Our final three essays focus on related aspects of regulation crossing different centuries and continents. In our first, state apparatuses and their operation as constitutive of the category of pornography come under the spotlight. Kwasu Tembo explores the positioning(s) of pornography in late capitalism, particularly during the global pandemic. As Europe shut down during the winter and spring months of 2020, much news discourse talked of porn as a means of dealing with, escaping or mitigating fear of Covid. Tembo's ‘A Sketch of Two Parallaxes of Porn and Its Use: Revelation and Regulation' draws on the PornHub insights published during this period and examines how the material conditions of the pandemic saw pornography become a ‘state-sanctioned, medicinal pleasure’. But, as Tembo demonstrates, the stories about pornography and the stories pornography tells may not have been so radically transformed as might at first appear.

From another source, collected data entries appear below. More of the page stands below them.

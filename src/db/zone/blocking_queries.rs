use super::schema::{self, polygon_to_geo_json, Columns, ZoneRecord};
use crate::zone::Zone;
use crate::{Error, Result};
use rusqlite::{named_params, Connection, OptionalExtension};
use time::macros::format_description;
use time::{OffsetDateTime, UtcOffset};
use tracing::debug;

pub fn upsert(zone: &Zone, conn: &Connection) -> Result<ZoneRecord> {
    let sql = format!(
        r#"
            INSERT INTO {table} (
                {id},
                {name},
                {description},
                {color},
                {active},
                {polygon},
                {centroid_lat},
                {centroid_lon},
                {coverage_radius_km},
                {tariff_bands}
            ) VALUES (
                :id,
                :name,
                :description,
                :color,
                :active,
                :polygon,
                :centroid_lat,
                :centroid_lon,
                :coverage_radius_km,
                json(:tariff_bands)
            )
            ON CONFLICT ({id}) DO UPDATE SET
                {name} = excluded.{name},
                {description} = excluded.{description},
                {color} = excluded.{color},
                {active} = excluded.{active},
                {polygon} = excluded.{polygon},
                {centroid_lat} = excluded.{centroid_lat},
                {centroid_lon} = excluded.{centroid_lon},
                {coverage_radius_km} = excluded.{coverage_radius_km},
                {tariff_bands} = excluded.{tariff_bands},
                {updated_at} = strftime('%Y-%m-%dT%H:%M:%fZ')
            RETURNING {projection}
        "#,
        table = schema::TABLE_NAME,
        id = Columns::Id.as_str(),
        name = Columns::Name.as_str(),
        description = Columns::Description.as_str(),
        color = Columns::Color.as_str(),
        active = Columns::Active.as_str(),
        polygon = Columns::Polygon.as_str(),
        centroid_lat = Columns::CentroidLat.as_str(),
        centroid_lon = Columns::CentroidLon.as_str(),
        coverage_radius_km = Columns::CoverageRadiusKm.as_str(),
        tariff_bands = Columns::TariffBands.as_str(),
        updated_at = Columns::UpdatedAt.as_str(),
        projection = ZoneRecord::projection(),
    );
    debug!(sql);
    conn.query_row(
        &sql,
        named_params! {
            ":id": zone.id,
            ":name": zone.name,
            ":description": zone.description,
            ":color": zone.color,
            ":active": zone.active,
            ":polygon": polygon_to_geo_json(&zone.polygon)?,
            ":centroid_lat": zone.centroid.latitude,
            ":centroid_lon": zone.centroid.longitude,
            ":coverage_radius_km": zone.coverage_radius_km,
            ":tariff_bands": serde_json::to_string(&zone.tariff_bands)?,
        },
        ZoneRecord::mapper(),
    )
    .map_err(Into::into)
}

pub fn select(
    updated_since: Option<OffsetDateTime>,
    include_inactive: bool,
    limit: Option<i64>,
    conn: &Connection,
) -> Result<Vec<ZoneRecord>> {
    // updated_at is written by strftime('%Y-%m-%dT%H:%M:%fZ'), the cutoff has
    // to use the same UTC millisecond layout to compare correctly as text
    let timestamp_format =
        format_description!("[year]-[month]-[day]T[hour]:[minute]:[second].[subsecond digits:3]Z");
    let updated_since = match updated_since {
        Some(updated_since) => Some(
            updated_since
                .to_offset(UtcOffset::UTC)
                .format(timestamp_format)?,
        ),
        None => None,
    };
    let include_inactive_sql = if include_inactive {
        "".into()
    } else {
        format!("AND {active} = 1", active = Columns::Active.as_str())
    };
    let sql = format!(
        r#"
            SELECT {projection}
            FROM {table}
            WHERE (:updated_since IS NULL OR {updated_at} > :updated_since)
            {include_inactive_sql}
            ORDER BY {updated_at}, {id}
            LIMIT {limit}
        "#,
        projection = ZoneRecord::projection(),
        table = schema::TABLE_NAME,
        updated_at = Columns::UpdatedAt.as_str(),
        id = Columns::Id.as_str(),
        limit = limit.unwrap_or(i64::MAX),
    );
    debug!(sql);
    conn.prepare(&sql)?
        .query_map(
            named_params! { ":updated_since": updated_since },
            ZoneRecord::mapper(),
        )?
        .collect::<Result<Vec<_>, _>>()
        .map_err(Into::into)
}

pub fn select_by_id(id: i64, conn: &Connection) -> Result<ZoneRecord> {
    let sql = format!(
        r#"
            SELECT {projection}
            FROM {table}
            WHERE {id_col} = :id
        "#,
        projection = ZoneRecord::projection(),
        table = schema::TABLE_NAME,
        id_col = Columns::Id.as_str(),
    );
    debug!(sql);
    conn.query_row(&sql, named_params! { ":id": id }, ZoneRecord::mapper())
        .optional()?
        .ok_or_else(|| Error::NotFound(format!("Zone with id = {id} doesn't exist")))
}

pub fn set_active(id: i64, active: bool, conn: &Connection) -> Result<ZoneRecord> {
    let sql = format!(
        r#"
            UPDATE {table}
            SET {active_col} = :active, {updated_at} = strftime('%Y-%m-%dT%H:%M:%fZ')
            WHERE {id_col} = :id AND {active_col} != :active
        "#,
        table = schema::TABLE_NAME,
        active_col = Columns::Active.as_str(),
        updated_at = Columns::UpdatedAt.as_str(),
        id_col = Columns::Id.as_str(),
    );
    debug!(sql);
    conn.execute(&sql, named_params! { ":id": id, ":active": active })?;
    select_by_id(id, conn)
}

#[cfg(test)]
mod test {
    use crate::db::test::conn;
    use crate::seed::national_zone;
    use crate::test::mock_zone;
    use crate::{Error, Result};
    use time::macros::datetime;

    #[test]
    fn upsert_inserts() -> Result<()> {
        let conn = conn();
        let zone = national_zone();
        let record = super::upsert(&zone, &conn)?;
        assert_eq!(zone, record.zone);
        assert_eq!(record, super::select_by_id(zone.id, &conn)?);
        Ok(())
    }

    #[test]
    fn upsert_updates() -> Result<()> {
        let conn = conn();
        let created = super::upsert(&mock_zone(1), &conn)?;
        let mut zone = mock_zone(1);
        zone.name = "updated".into();
        zone.tariff_bands[0].surcharge = 1.5;
        let updated = super::upsert(&zone, &conn)?;
        assert_eq!(zone, updated.zone);
        assert_eq!(created.created_at, updated.created_at);
        assert!(updated.updated_at >= created.updated_at);
        assert_eq!(1, super::select(None, true, None, &conn)?.len());
        Ok(())
    }

    #[test]
    fn select_by_id_not_found() {
        let conn = conn();
        assert!(matches!(
            super::select_by_id(1, &conn),
            Err(Error::NotFound(_))
        ));
    }

    #[test]
    fn select_filters_inactive() -> Result<()> {
        let conn = conn();
        super::upsert(&mock_zone(1), &conn)?;
        super::upsert(&mock_zone(2), &conn)?;
        super::set_active(1, false, &conn)?;
        assert_eq!(2, super::select(None, true, None, &conn)?.len());
        let active = super::select(None, false, None, &conn)?;
        assert_eq!(1, active.len());
        assert_eq!(2, active[0].zone.id);
        assert_eq!(1, super::select(None, true, Some(1), &conn)?.len());
        Ok(())
    }

    #[test]
    fn select_updated_since() -> Result<()> {
        let conn = conn();
        super::upsert(&mock_zone(1), &conn)?;
        conn.execute(
            "UPDATE zone SET updated_at = '2020-01-01T00:00:00Z' WHERE id = 1",
            [],
        )?;
        super::upsert(&mock_zone(2), &conn)?;
        let res = super::select(Some(datetime!(2021-01-01 00:00 UTC)), true, None, &conn)?;
        assert_eq!(vec![2], res.iter().map(|it| it.zone.id).collect::<Vec<_>>());
        Ok(())
    }

    #[test]
    fn select_updated_since_compares_milliseconds_in_utc() -> Result<()> {
        let conn = conn();
        super::upsert(&mock_zone(1), &conn)?;
        super::upsert(&mock_zone(2), &conn)?;
        conn.execute(
            "UPDATE zone SET updated_at = '2024-05-01T10:00:00.500Z' WHERE id = 1",
            [],
        )?;
        conn.execute(
            "UPDATE zone SET updated_at = '2024-05-01T09:59:59.900Z' WHERE id = 2",
            [],
        )?;
        let ids = |since| -> Result<Vec<i64>> {
            Ok(super::select(Some(since), true, None, &conn)?
                .iter()
                .map(|it| it.zone.id)
                .collect())
        };
        assert_eq!(vec![1], ids(datetime!(2024-05-01 10:00 UTC))?);
        assert_eq!(vec![2, 1], ids(datetime!(2024-05-01 09:59:59.5 UTC))?);
        // same instant as 10:00 UTC
        assert_eq!(vec![1], ids(datetime!(2024-05-01 12:00 +02:00))?);
        assert!(ids(datetime!(2024-05-01 10:00:00.5 UTC))?.is_empty());
        Ok(())
    }

    #[test]
    fn set_active_is_idempotent() -> Result<()> {
        let conn = conn();
        super::upsert(&mock_zone(1), &conn)?;
        let first = super::set_active(1, false, &conn)?;
        let second = super::set_active(1, false, &conn)?;
        assert!(!second.zone.active);
        assert_eq!(first.updated_at, second.updated_at);
        assert!(matches!(
            super::set_active(5, false, &conn),
            Err(Error::NotFound(_))
        ));
        Ok(())
    }
}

This article contributes to ongoing discussions about the status of the information derived from the vast databases and algorithms of Pornhub and its ilk. The incorporation of Pornhub data alongside discussion of algorithmic bias makes valuable contribution to understanding the theorization and experience of digital porn during the contemporary (post Covid-19) era.

Moving back to the 19th and early 20th century, ‘From Corruption to Perversion: Sexually Explicit Imagery, Forensic Medicine and Sexual Psychopathology (1862-1927)' focuses on early trailblazers of the anti-obscenity movement in Germany and France. Diederik Janssen offers an examination of the ways in which obscenity and pornography have their own linguistic and legal profiles and have been very tangled concepts historically. Unpicking the medical constructs of the late 19th century and their rhetorical usages by early 20th century French morality crusaders and as negotiated by German vice police, Janssen considers the period’s consolidation of the perverse as a distinct category. Exploring how the study of graphic/explicit/obscene content started out in various continental anti-obscenity contexts, creating 'inventories' of obscenity in order to call for their eradication, Janssen highlights the ways in which such inventories are complexly entangled in contemporary debates and the cultural status of sex and sexuality.

Our final article brings us back to the present, as Min Joo Lee explores the consequences of state actions of censorship on both content and content creators. In ‘Webcam Modelling in Korea: Censorship, Pornography and Eroticism’, Lee outlines state attempts to criminalize the creation and dissemination of pornography via digital technologies. As government seeks to legitimize its censorship by mobilising ideas of a specifically Korean morality and the increasingly global claims to be protecting women from sexual exploitation, webcam creators are forced to negotiate incoherent rules and regulations which shape their performances and very subjectivities as irredeemably illicit.